Editor’s note: A copy of a letter that Hahn wrote to the diocese is posted here on the website of Trinity Episcopal Church in Covington, Kentucky, where D’Angio is rector.

Comments

  1. These releases mystify me. What was the sin? Adultery or fornication? The Church establishes that “actions have consequences,” and that withholding information is more wrong than what emotional harm the information may do to others. But here, obviously we are not being told everything–but wasn’t that the main offense to the Church? Fortunately, Jesus taught us that it is hypocrisy (those who are without sin cast the first stone) which truly is the highest sin.

  2. Tom Eshelman says:

    So here we have a Bishop in our church who lied to his wife, the search committee, Oxford background, the people in the Diocese and he gets a year off. Tell me what is wrong with this picture. Shame on our church and on this man.

    • Kevin Miller says:

      He confessed it to a priest. It should have gone no further from there. Can people find it in their hearts to forgive him?
      “Then Peter came and said to Him, “Lord, how often shall my brother sin against me and I forgive him? Up to seven times?” Jesus said to him, “I do not say to you, up to seven times, but up to seventy times seven.” (Matthew 18:21-22)

    • Sean Storm says:

      Oh tell me he will ever be trusted again by his Diocese or his people? I think a year suspension is the least of his troubles. His career as a Ordained Minister is done.

  3. Doug Kerr says:

    It is comforting to know that the carefully-thought-out canonical disciplinary and pastoral machinery of The Episcopal Church has worked to ameliorate the adverse effect on humankind of Bishop Hahn’s actions.

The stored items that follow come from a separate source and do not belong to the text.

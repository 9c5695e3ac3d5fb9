//! Scripted in-memory transport.
//!
//! Every operation is recorded as a [`WireEvent`] on shared state so tests
//! can assert ordering and retry counts. Replies to data requests come from
//! a responder closure; pushed stream packets are queued with
//! [`MockState::push_inbound`].

// ============================================================================
// Imports
// ============================================================================

use std::collections::VecDeque;
use std::sync::Arc;
use std::sync::atomic::{AtomicBool, AtomicUsize, Ordering};

use async_trait::async_trait;
use parking_lot::Mutex;
use serde_json::{Value, json};

use crate::config::ChannelKind;
use crate::error::{Error, Result};

use super::{Readiness, Transport, TransportFactory};

// ============================================================================
// Types
// ============================================================================

/// Maps a sent request to an optional reply.
pub(crate) type Responder = Arc<dyn Fn(&Value) -> Option<Value> + Send + Sync>;

/// One recorded transport operation.
#[derive(Debug, Clone, PartialEq)]
pub(crate) enum WireEvent {
    Create,
    Open,
    Send(Value),
    Receive,
    Close,
}

impl WireEvent {
    /// Command of a sent request.
    pub(crate) fn command(&self) -> Option<&str> {
        match self {
            Self::Send(value) => value.get("command").and_then(Value::as_str),
            _ => None,
        }
    }
}

// ============================================================================
// MockState
// ============================================================================

/// State shared between a test and its transport.
pub(crate) struct MockState {
    events: Mutex<Vec<WireEvent>>,
    responder: Responder,
    inbound: Mutex<VecDeque<String>>,
    healthy: AtomicBool,
    fail_next_sends: AtomicUsize,
    fail_opens: AtomicUsize,
}

impl MockState {
    pub(crate) fn new(responder: Responder) -> Arc<Self> {
        Arc::new(Self {
            events: Mutex::new(Vec::new()),
            responder,
            inbound: Mutex::new(VecDeque::new()),
            healthy: AtomicBool::new(true),
            fail_next_sends: AtomicUsize::new(0),
            fail_opens: AtomicUsize::new(0),
        })
    }

    /// Snapshot of the recorded events.
    pub(crate) fn events(&self) -> Vec<WireEvent> {
        self.events.lock().clone()
    }

    /// Commands of every sent request, in order.
    pub(crate) fn sent_commands(&self) -> Vec<String> {
        self.events
            .lock()
            .iter()
            .filter_map(|e| e.command().map(str::to_string))
            .collect()
    }

    /// Number of sends of `command`.
    pub(crate) fn count_sent(&self, command: &str) -> usize {
        self.sent_commands().iter().filter(|c| *c == command).count()
    }

    /// Number of recorded `event`s.
    pub(crate) fn count(&self, event: &WireEvent) -> usize {
        self.events.lock().iter().filter(|e| *e == event).count()
    }

    /// Simulates the peer severing the socket.
    pub(crate) fn sever(&self) {
        self.healthy.store(false, Ordering::SeqCst);
    }

    /// Makes the next `count` sends fail as transport errors.
    pub(crate) fn fail_sends(&self, count: usize) {
        self.fail_next_sends.store(count, Ordering::SeqCst);
    }

    /// Makes the next `count` opens fail.
    pub(crate) fn fail_opens(&self, count: usize) {
        self.fail_opens.store(count, Ordering::SeqCst);
    }

    /// Queues a pushed stream packet.
    pub(crate) fn push_inbound(&self, packet: Value) {
        self.inbound.lock().push_back(packet.to_string());
    }

    fn record(&self, event: WireEvent) {
        self.events.lock().push(event);
    }

    fn take(counter: &AtomicUsize) -> bool {
        counter
            .fetch_update(Ordering::SeqCst, Ordering::SeqCst, |n| n.checked_sub(1))
            .is_ok()
    }
}

// ============================================================================
// Responders
// ============================================================================

/// Server-like responder.
///
/// Login yields token `"token-1"`, data commands echo their name under
/// `returnData`, stream traffic and unsubscribes get no reply.
pub(crate) fn xapi_responder() -> Responder {
    Arc::new(|request: &Value| {
        let command = request.get("command").and_then(Value::as_str)?;
        if request.get("streamSessionId").is_some() || command.starts_with("stop") {
            return None;
        }

        match command {
            "login" => Some(json!({"status": true, "streamSessionId": "token-1"})),
            "logout" | "ping" => Some(json!({"status": true})),
            _ => Some(json!({
                "status": true,
                "returnData": {"command": command, "arguments": request.get("arguments")},
            })),
        }
    })
}

// ============================================================================
// MockTransport
// ============================================================================

/// Transport backed by [`MockState`].
pub(crate) struct MockTransport {
    state: Arc<MockState>,
    streaming: bool,
    open: bool,
    replies: VecDeque<String>,
}

impl MockTransport {
    pub(crate) fn new(state: Arc<MockState>, streaming: bool) -> Self {
        Self {
            state,
            streaming,
            open: false,
            replies: VecDeque::new(),
        }
    }

    fn is_healthy(&self) -> bool {
        self.open && self.state.healthy.load(Ordering::SeqCst)
    }
}

#[async_trait]
impl Transport for MockTransport {
    fn check_ready(&mut self, mode: Readiness) -> bool {
        match mode {
            Readiness::Basic | Readiness::Writable => self.is_healthy(),
            Readiness::Readable => {
                self.is_healthy()
                    && (!self.replies.is_empty()
                        || (self.streaming && !self.state.inbound.lock().is_empty()))
            }
        }
    }

    async fn create(&mut self) -> Result<()> {
        self.state.record(WireEvent::Create);
        self.open = false;
        self.replies.clear();
        Ok(())
    }

    async fn open(&mut self) -> Result<()> {
        self.state.record(WireEvent::Open);
        tokio::task::yield_now().await;

        if MockState::take(&self.state.fail_opens) {
            return Err(Error::connection("scripted open failure"));
        }

        self.open = true;
        self.state.healthy.store(true, Ordering::SeqCst);
        Ok(())
    }

    async fn send(&mut self, message: &str) -> Result<()> {
        let value: Value = serde_json::from_str(message)?;
        self.state.record(WireEvent::Send(value.clone()));
        tokio::task::yield_now().await;

        if !self.is_healthy() {
            return Err(Error::NotWritable);
        }

        if MockState::take(&self.state.fail_next_sends) {
            self.state.sever();
            return Err(Error::ConnectionClosed);
        }

        if let Some(reply) = (self.state.responder)(&value) {
            self.replies.push_back(reply.to_string());
        }
        Ok(())
    }

    async fn receive(&mut self) -> Result<String> {
        self.state.record(WireEvent::Receive);
        tokio::task::yield_now().await;

        if !self.is_healthy() {
            return Err(Error::ConnectionClosed);
        }

        if let Some(reply) = self.replies.pop_front() {
            return Ok(reply);
        }

        if self.streaming {
            if let Some(packet) = self.state.inbound.lock().pop_front() {
                return Ok(packet);
            }
        }

        Err(Error::connection_timeout(0))
    }

    async fn close(&mut self) {
        if !self.open {
            return;
        }
        self.state.record(WireEvent::Close);
        self.open = false;
        self.replies.clear();
    }

    fn is_streaming(&self) -> bool {
        self.streaming
    }
}

// ============================================================================
// MockFactory
// ============================================================================

/// Builds mock transports and keeps their state for inspection.
pub(crate) struct MockFactory {
    responder: Responder,
    states: Mutex<Vec<(ChannelKind, Arc<MockState>)>>,
}

impl MockFactory {
    pub(crate) fn new(responder: Responder) -> Arc<Self> {
        Arc::new(Self {
            responder,
            states: Mutex::new(Vec::new()),
        })
    }

    /// State of every transport built so far for `kind`.
    pub(crate) fn states(&self, kind: ChannelKind) -> Vec<Arc<MockState>> {
        self.states
            .lock()
            .iter()
            .filter(|(k, _)| *k == kind)
            .map(|(_, s)| Arc::clone(s))
            .collect()
    }
}

impl TransportFactory for MockFactory {
    fn transport(&self, kind: ChannelKind) -> Box<dyn Transport> {
        let state = MockState::new(Arc::clone(&self.responder));
        self.states.lock().push((kind, Arc::clone(&state)));
        Box::new(MockTransport::new(state, kind == ChannelKind::Stream))
    }
}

    The search committee must feel especially “satisfied”.

  4. Selena Smith says:

    More and more I see that forgiveness is a sparse spiritual commodity in our Church. Instead it’s accord, therapy, transparency. Truly sad.

  5. The Rev'd Nancy C. Betz says:

    Clergy like every other human being make mistakes and commit sins. He has acknowledged his sin before God and God’s priest. He has received forgiveness from God and told to go and sin no more. He has received punishment from the Church and he is making every effort to get his life back on track. If God forgives him why can’t humanity forgive him. “Let the first among you without sin cast the first stone.”

    • V. Heard says:

      To be considered as candidate, he concealed this prior fact from the search and standing committees of the diocese of Lexington. Thus, he lied to become a bishop. God forgives, but good order in the church requires great trust in leadership. It appears that he betrayed that trust four years ago, seeking status and authority.

  6. The phrase “actions have consequences,” i’d be interest to learn its etymology: earliest known use, in re what, by whom?
    It’s long bothered me that my own religious tradition, episcopalian, offers very little guidance on how to repent, atone, repair wrongs we have wrought, whereas Catholics, Jews and Muslims do. I think of this particularly in relation to slavery and complicities of silence as new strains of racism perpetually mutate. But the lacuna infects personal morality too. I sense an excess of forgiveness admonitions and expressions. Beaucoup observations of reconciliation. Premature sans Repentence. Cheap Grace.
    Public confession, transparency, ok if not Oprahesque, crocodile tears. But the consequence should be action that rights the wronged. Righting the wrong abstractly may be twisted.

  7. Nellie Mullikin McRoberts says:

    The American Civil War ended in 1865. What does Bishop Hahn have to do with slavery? If one is that concerned with those in bondage, what about all the humans in the world who still are slaves? Quit worrying about what happened over 150 years ago, and worry about those who are being sold into some sort of slavery at this very moment-even in this country. If people were that concerned about this supposed affair, why was something not said sooner-rather than later? It would seem the fact his sin can never be forgotten would be bondage enough.

    Regarding repentance, how the individual handles that should be a private affair-unless they have committed a serious crime.